Saved entries:

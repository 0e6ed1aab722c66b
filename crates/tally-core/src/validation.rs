//! # Validation Module
//!
//! Input validation for catalog entries, cart quantities, discounts and
//! refund requests.
//!
//! ## Validation Strategy
//! ```text
//! ┌─────────────────────────────────────────────────────────────────────────┐
//! │                      Validation Layers                                  │
//! │                                                                         │
//! │  Layer 1: Frontend                                                     │
//! │  ├── Basic format checks (empty, length)                               │
//! │  └── Immediate user feedback                                           │
//! │           │                                                             │
//! │           ▼                                                             │
//! │  Layer 2: Register command                                             │
//! │  └── Type validation (deserialization)                                 │
//! │           │                                                             │
//! │           ▼                                                             │
//! │  Layer 3: THIS MODULE, called by cart / catalog / ledger               │
//! │  └── Checked before any mutation                                       │
//! └─────────────────────────────────────────────────────────────────────────┘
//! ```
//!
//! ## Usage
//! ```rust
//! use tally_core::validation::{validate_quantity, validate_refund_reason};
//!
//! assert!(validate_quantity(5).is_ok());
//! assert!(validate_refund_reason("Defective product").is_ok());
//! assert!(validate_refund_reason("   ").is_err());
//! ```

use crate::error::{CoreError, CoreResult, ValidationError};
use crate::money::Money;
use crate::{MAX_CART_ITEMS, MAX_ITEM_QUANTITY, MAX_PRICE_CENTS};

/// Result type for validation operations.
pub type ValidationResult<T> = Result<T, ValidationError>;

// =============================================================================
// String Validators
// =============================================================================

/// Validates a product name.
///
/// ## Rules
/// - Must not be empty
/// - Must be between 1 and 200 characters
pub fn validate_product_name(name: &str) -> ValidationResult<()> {
    let name = name.trim();

    if name.is_empty() {
        return Err(ValidationError::Required {
            field: "name".to_string(),
        });
    }

    if name.chars().count() > 200 {
        return Err(ValidationError::TooLong {
            field: "name".to_string(),
            max: 200,
        });
    }

    Ok(())
}

/// Validates an optional barcode.
///
/// ## Rules
/// - Absent is fine
/// - Present: 8 to 13 ASCII digits (EAN-8, UPC-A, EAN-13)
pub fn validate_barcode(barcode: Option<&str>) -> ValidationResult<()> {
    let Some(code) = barcode else {
        return Ok(());
    };

    let len = code.len();
    if !(8..=13).contains(&len) || !code.chars().all(|c| c.is_ascii_digit()) {
        return Err(ValidationError::InvalidFormat {
            field: "barcode".to_string(),
            reason: "must be 8 to 13 digits".to_string(),
        });
    }

    Ok(())
}

/// Validates a customer name: required, at most 100 characters.
pub fn validate_customer_name(name: &str) -> ValidationResult<()> {
    let name = name.trim();

    if name.is_empty() {
        return Err(ValidationError::Required {
            field: "name".to_string(),
        });
    }

    if name.chars().count() > 100 {
        return Err(ValidationError::TooLong {
            field: "name".to_string(),
            max: 100,
        });
    }

    Ok(())
}

/// Validates an email address.
///
/// ## Rules
/// - Required, no whitespace
/// - Exactly one `@`, with text on both sides
/// - Domain contains a `.` that is neither first nor last
pub fn validate_email(email: &str) -> ValidationResult<()> {
    let email = email.trim();
    if email.is_empty() {
        return Err(ValidationError::Required {
            field: "email".to_string(),
        });
    }

    let invalid = |reason: &str| ValidationError::InvalidFormat {
        field: "email".to_string(),
        reason: reason.to_string(),
    };

    if email.chars().any(char::is_whitespace) {
        return Err(invalid("must not contain spaces"));
    }

    let Some((local, domain)) = email.split_once('@') else {
        return Err(invalid("must contain '@'"));
    };
    if local.is_empty() || domain.contains('@') {
        return Err(invalid("must look like name@example.com"));
    }
    if domain.starts_with('.') || domain.ends_with('.') || !domain.contains('.') {
        return Err(invalid("domain must look like example.com"));
    }

    Ok(())
}

/// Validates a phone number.
///
/// ## Rules
/// - Required
/// - Digits plus `+ - ( ) .` and spaces only
/// - 7 to 15 digits (E.164 allows at most 15)
pub fn validate_phone(phone: &str) -> ValidationResult<()> {
    let phone = phone.trim();
    if phone.is_empty() {
        return Err(ValidationError::Required {
            field: "phone".to_string(),
        });
    }

    let allowed = |c: char| c.is_ascii_digit() || matches!(c, '+' | '-' | '(' | ')' | '.' | ' ');
    let digits = phone.chars().filter(|c| c.is_ascii_digit()).count();
    if !phone.chars().all(allowed) || !(7..=15).contains(&digits) {
        return Err(ValidationError::InvalidFormat {
            field: "phone".to_string(),
            reason: "must be 7 to 15 digits".to_string(),
        });
    }

    Ok(())
}

/// Validates a refund reason. Returns the trimmed reason.
///
/// ## Rules
/// - Must not be blank
/// - Maximum 500 characters
pub fn validate_refund_reason(reason: &str) -> ValidationResult<String> {
    let reason = reason.trim();

    if reason.is_empty() {
        return Err(ValidationError::Required {
            field: "reason".to_string(),
        });
    }

    if reason.chars().count() > 500 {
        return Err(ValidationError::TooLong {
            field: "reason".to_string(),
            max: 500,
        });
    }

    Ok(reason.to_string())
}

/// Resolves the acting user id, rejecting an absent or blank one.
pub fn require_actor(actor_id: Option<&str>) -> CoreResult<&str> {
    match actor_id.map(str::trim) {
        Some(id) if !id.is_empty() => Ok(id),
        _ => Err(CoreError::NoActiveCashier),
    }
}

// =============================================================================
// Numeric Validators
// =============================================================================

/// Validates a line quantity.
///
/// ## Rules
/// - Must be positive (> 0)
/// - Must not exceed MAX_ITEM_QUANTITY (999)
///
/// ## User Workflow
/// ```text
/// ┌─────────────────────────────────────────────────────────────────────────┐
/// │  Cart: Add Item                                                         │
/// │                                                                         │
/// │  Cashier enters quantity: 5                                            │
/// │       │                                                                 │
/// │       ▼                                                                 │
/// │  validate_quantity(5) ← THIS FUNCTION                                  │
/// │       │                                                                 │
/// │       ├── qty <= 0?  → "quantity must be positive"                     │
/// │       ├── qty > 999? → QuantityTooLarge                                │
/// │       └── OK → stock check, then add_item                              │
/// └─────────────────────────────────────────────────────────────────────────┘
/// ```
pub fn validate_quantity(qty: i64) -> CoreResult<()> {
    if qty <= 0 {
        return Err(ValidationError::MustBePositive {
            field: "quantity".to_string(),
        }
        .into());
    }

    if qty > MAX_ITEM_QUANTITY {
        return Err(CoreError::QuantityTooLarge {
            requested: qty,
            max: MAX_ITEM_QUANTITY,
        });
    }

    Ok(())
}

/// Validates a price or cost in cents.
///
/// ## Rules
/// - Must be non-negative (>= 0)
/// - Zero is allowed (free items)
/// - At most `MAX_PRICE_CENTS`, so a full line with tax fits in `PreciseMoney`
pub fn validate_price_cents(field: &str, cents: i64) -> ValidationResult<()> {
    if !(0..=MAX_PRICE_CENTS).contains(&cents) {
        return Err(ValidationError::OutOfRange {
            field: field.to_string(),
            min: 0,
            max: MAX_PRICE_CENTS,
        });
    }

    Ok(())
}

/// Validates an on-hand stock count.
pub fn validate_stock(stock: i64) -> ValidationResult<()> {
    if stock < 0 {
        return Err(ValidationError::OutOfRange {
            field: "stock".to_string(),
            min: 0,
            max: i64::MAX,
        });
    }

    Ok(())
}

/// Validates a tax rate in basis points.
///
/// ## Rules
/// - Must be between 0 and 10000 (0% to 100%)
pub fn validate_tax_rate_bps(bps: u32) -> ValidationResult<()> {
    if bps > 10000 {
        return Err(ValidationError::OutOfRange {
            field: "tax_rate".to_string(),
            min: 0,
            max: 10000,
        });
    }

    Ok(())
}

/// Validates a flat cart discount. Zero clears the discount.
pub fn validate_discount(amount: Money) -> CoreResult<()> {
    if amount.is_negative() {
        return Err(CoreError::InvalidDiscount { amount });
    }

    Ok(())
}

/// Validates a single refund amount (before the cumulative bound).
pub fn validate_refund_amount(amount: Money) -> CoreResult<()> {
    if !amount.is_positive() {
        return Err(CoreError::InvalidAmount { amount });
    }

    Ok(())
}

// =============================================================================
// Collection Validators
// =============================================================================

/// Validates that one more distinct line fits in the cart.
pub fn validate_cart_size(current_items: usize) -> CoreResult<()> {
    if current_items >= MAX_CART_ITEMS {
        return Err(CoreError::CartTooLarge {
            max: MAX_CART_ITEMS,
        });
    }

    Ok(())
}

// =============================================================================
// Unit Tests
// =============================================================================

#[cfg(test)]
mod tests {
    use super::*;

    #[test]
    fn test_validate_product_name() {
        assert!(validate_product_name("Coffee Mug").is_ok());
        assert!(validate_product_name("").is_err());
        assert!(validate_product_name("   ").is_err());
        assert!(validate_product_name(&"A".repeat(300)).is_err());
    }

    #[test]
    fn test_validate_barcode() {
        assert!(validate_barcode(None).is_ok());
        assert!(validate_barcode(Some("123456789012")).is_ok());
        assert!(validate_barcode(Some("1234")).is_err());
        assert!(validate_barcode(Some("12345678901A")).is_err());
    }

    #[test]
    fn test_validate_customer_fields() {
        assert!(validate_customer_name("Jane Smith").is_ok());
        assert!(matches!(
            validate_customer_name("  "),
            Err(ValidationError::Required { .. })
        ));
        assert!(validate_customer_name(&"J".repeat(101)).is_err());

        assert!(validate_email("jane.smith@email.com").is_ok());
        assert!(matches!(
            validate_email(""),
            Err(ValidationError::Required { .. })
        ));
        for bad in ["jane", "@email.com", "jane@", "jane@email", "a@b@c.com", "jane @email.com", "jane@.com"] {
            assert!(
                matches!(validate_email(bad), Err(ValidationError::InvalidFormat { .. })),
                "{bad} should be rejected"
            );
        }

        assert!(validate_phone("+1-555-0124").is_ok());
        assert!(validate_phone("(020) 7946 0958").is_ok());
        assert!(matches!(
            validate_phone(" "),
            Err(ValidationError::Required { .. })
        ));
        assert!(validate_phone("555-01").is_err());
        assert!(validate_phone("call me maybe").is_err());
        assert!(validate_phone("1234567890123456").is_err());
    }

    #[test]
    fn test_validate_quantity() {
        assert!(validate_quantity(1).is_ok());
        assert!(validate_quantity(999).is_ok());

        assert!(matches!(
            validate_quantity(0),
            Err(CoreError::Validation(ValidationError::MustBePositive { .. }))
        ));
        assert!(validate_quantity(-1).is_err());
        assert_eq!(
            validate_quantity(1000),
            Err(CoreError::QuantityTooLarge {
                requested: 1000,
                max: 999
            })
        );
    }

    #[test]
    fn test_validate_price_and_stock() {
        assert!(validate_price_cents("price", 0).is_ok());
        assert!(validate_price_cents("price", 1099).is_ok());
        assert!(validate_price_cents("cost", -100).is_err());
        assert!(validate_price_cents("price", MAX_PRICE_CENTS).is_ok());
        assert!(validate_price_cents("price", MAX_PRICE_CENTS + 1).is_err());
        assert!(validate_stock(0).is_ok());
        assert!(validate_stock(-1).is_err());
    }

    #[test]
    fn test_validate_tax_rate_bps() {
        assert!(validate_tax_rate_bps(0).is_ok());
        assert!(validate_tax_rate_bps(2800).is_ok());
        assert!(validate_tax_rate_bps(10000).is_ok());
        assert!(validate_tax_rate_bps(10001).is_err());
    }

    #[test]
    fn test_validate_discount() {
        assert!(validate_discount(Money::zero()).is_ok());
        assert!(validate_discount(Money::from_cents(200)).is_ok());
        assert_eq!(
            validate_discount(Money::from_cents(-1)),
            Err(CoreError::InvalidDiscount {
                amount: Money::from_cents(-1)
            })
        );
    }

    #[test]
    fn test_validate_refund_amount() {
        assert!(validate_refund_amount(Money::from_cents(1)).is_ok());
        assert!(matches!(
            validate_refund_amount(Money::zero()),
            Err(CoreError::InvalidAmount { .. })
        ));
        assert!(validate_refund_amount(Money::from_cents(-500)).is_err());
    }

    #[test]
    fn test_validate_refund_reason_trims() {
        assert_eq!(
            validate_refund_reason("  Wrong item received ").unwrap(),
            "Wrong item received"
        );
        assert!(validate_refund_reason("").is_err());
    }

    #[test]
    fn test_require_actor() {
        assert_eq!(require_actor(Some("u-1")), Ok("u-1"));
        assert_eq!(require_actor(None), Err(CoreError::NoActiveCashier));
        assert_eq!(require_actor(Some("  ")), Err(CoreError::NoActiveCashier));
    }

    #[test]
    fn test_validate_cart_size() {
        assert!(validate_cart_size(0).is_ok());
        assert!(validate_cart_size(99).is_ok());
        assert_eq!(
            validate_cart_size(100),
            Err(CoreError::CartTooLarge { max: 100 })
        );
    }
}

- _Instructions for the task_
Working through the entries above, copy every line in which "characters" is found.

- _Task solution_
/// - Must be between 1 and 200 characters
/// Validates a customer name: required, at most 100 characters.
/// - Maximum 500 characters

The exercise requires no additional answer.